//! Cache directory on the local filesystem.

use crate::backend::{CacheStore, CachedFileStream};
use crate::error::{ErrorKind, Result};
use crate::{CachePath, CachedFile};
use async_stream::stream;
use async_trait::async_trait;
use exn::ResultExt;
use std::io::Write;
use std::path::{Path, PathBuf};
use tokio::fs;

/// In-flight writes are named `.staticpub-XXXXXX.part` and never listed.
const PART_PREFIX: &str = ".staticpub-";
const PART_SUFFIX: &str = ".part";

/// Fill a temporary file next to `target`, then rename it over `target`.
///
/// Same directory means same filesystem, so the rename is atomic. When
/// anything fails the temporary file is dropped and `target` is untouched.
fn replace_file(target: &Path, data: &[u8]) -> std::io::Result<()> {
    let dir = target
        .parent()
        .ok_or_else(|| std::io::Error::new(std::io::ErrorKind::InvalidInput, "cache file has no directory"))?;
    let mut part = tempfile::Builder::new();
    part.prefix(PART_PREFIX).suffix(PART_SUFFIX);
    // The web server usually runs as another user.
    #[cfg(unix)]
    {
        use std::os::unix::fs::PermissionsExt;
        part.permissions(std::fs::Permissions::from_mode(0o644));
    }
    let mut part = part.tempfile_in(dir)?;
    part.as_file_mut().write_all(data)?;
    part.as_file().sync_all()?;
    part.persist(target).map_err(|e| e.error)?;
    Ok(())
}

fn is_part(name: &str) -> bool {
    name.starts_with(PART_PREFIX) && name.ends_with(PART_SUFFIX)
}

/// A cache directory on local disk, typically the document root of a web
/// server.
#[derive(Debug, Clone)]
pub struct LocalBackend {
    name: String,
    root: PathBuf,
}
impl LocalBackend {
    /// Open the cache at `root`, creating the directory if needed. The path
    /// must be absolute.
    pub fn new(name: impl Into<String>, root: impl Into<PathBuf>) -> Result<Self> {
        let root = root.into();
        if !root.is_absolute() || (root.exists() && !root.is_dir()) {
            exn::bail!(ErrorKind::InvalidPath(root));
        }
        // Once at startup; not worth an async constructor.
        std::fs::create_dir_all(&root).map_err(|e| ErrorKind::from_io(e, &root))?;
        Ok(Self { name: name.into(), root })
    }

    fn on_disk(&self, path: &CachePath) -> PathBuf {
        self.root.join(path)
    }

    /// Turn one directory entry into a listed file, a directory to visit, or
    /// nothing.
    async fn inspect(&self, entry: fs::DirEntry) -> Result<(Option<CachedFile>, Option<PathBuf>)> {
        let found = entry.path();
        let metadata = entry.metadata().await.map_err(|e| ErrorKind::from_io(e, &found))?;
        if metadata.is_dir() {
            return Ok((None, Some(found)));
        }
        if !metadata.is_file() || entry.file_name().to_str().is_some_and(is_part) {
            return Ok((None, None));
        }
        let relative = found.strip_prefix(&self.root).or_raise(|| ErrorKind::OutsideRoot(found.clone()))?;
        let file = CachedFile {
            path: CachePath::parse(relative)?,
            size: metadata.len(),
            modified: metadata.modified().map_err(ErrorKind::Io)?.into(),
        };
        Ok((Some(file), None))
    }
}

#[async_trait]
impl CacheStore for LocalBackend {
    fn name(&self) -> &str {
        &self.name
    }

    fn files(&self) -> CachedFileStream<'_> {
        let mut pending = vec![self.root.clone()];
        Box::pin(stream! {
            while let Some(dir) = pending.pop() {
                let mut entries = match fs::read_dir(&dir).await {
                    Ok(entries) => entries,
                    // Removed by a purge since it was queued.
                    Err(e) if e.kind() == std::io::ErrorKind::NotFound => continue,
                    Err(e) => {
                        yield Err(exn::Exn::from(ErrorKind::from_io(e, &dir)));
                        continue;
                    },
                };
                loop {
                    match entries.next_entry().await {
                        Ok(Some(entry)) => match self.inspect(entry).await {
                            Ok((Some(file), _)) => yield Ok(file),
                            Ok((None, Some(subdir))) => pending.push(subdir),
                            Ok((None, None)) => {},
                            Err(e) => yield Err(e),
                        },
                        Ok(None) => break,
                        Err(e) => {
                            yield Err(exn::Exn::from(ErrorKind::from_io(e, &dir)));
                            break;
                        },
                    }
                }
            }
        })
    }

    async fn read(&self, path: &CachePath) -> Result<Vec<u8>> {
        Ok(fs::read(self.on_disk(path)).await.map_err(|e| ErrorKind::from_io(e, path.as_path()))?)
    }

    #[tracing::instrument(level = "debug", skip(self, path, data), fields(path = %path, bytes = data.len()))]
    async fn put(&self, path: &CachePath, data: &[u8]) -> Result<()> {
        let target = self.on_disk(path);
        if let Some(dir) = target.parent() {
            fs::create_dir_all(dir).await.map_err(|e| ErrorKind::from_io(e, path.as_path()))?;
        }
        let data = data.to_vec();
        // tempfile is synchronous, and the fsync may take a while.
        let written = tokio::task::spawn_blocking(move || replace_file(&target, &data))
            .await
            .or_raise(|| ErrorKind::WriteAborted(path.clone().into()))?;
        Ok(written.map_err(|e| ErrorKind::from_io(e, path.as_path()))?)
    }

    async fn remove(&self, path: &CachePath) -> Result<bool> {
        match fs::remove_file(self.on_disk(path)).await {
            Ok(()) => Ok(true),
            Err(e) if e.kind() == std::io::ErrorKind::NotFound => Ok(false),
            Err(e) => exn::bail!(ErrorKind::from_io(e, path.as_path())),
        }
    }
}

| Your objective |
All lines in the data above from the one with "Ok((Some(file), _)) =>" through the one with "async fn read(&self, path: &CachePath)" must be repeated exactly, and no others.

| Expected answer |
                            Ok((Some(file), _)) => yield Ok(file),
                            Ok((None, Some(subdir))) => pending.push(subdir),
                            Ok((None, None)) => {},
                            Err(e) => yield Err(e),
                        },
                        Ok(None) => break,
                        Err(e) => {
                            yield Err(exn::Exn::from(ErrorKind::from_io(e, &dir)));
                            break;
                        },
                    }
                }
            }
        })
    }

    async fn read(&self, path: &CachePath) -> Result<Vec<u8>> {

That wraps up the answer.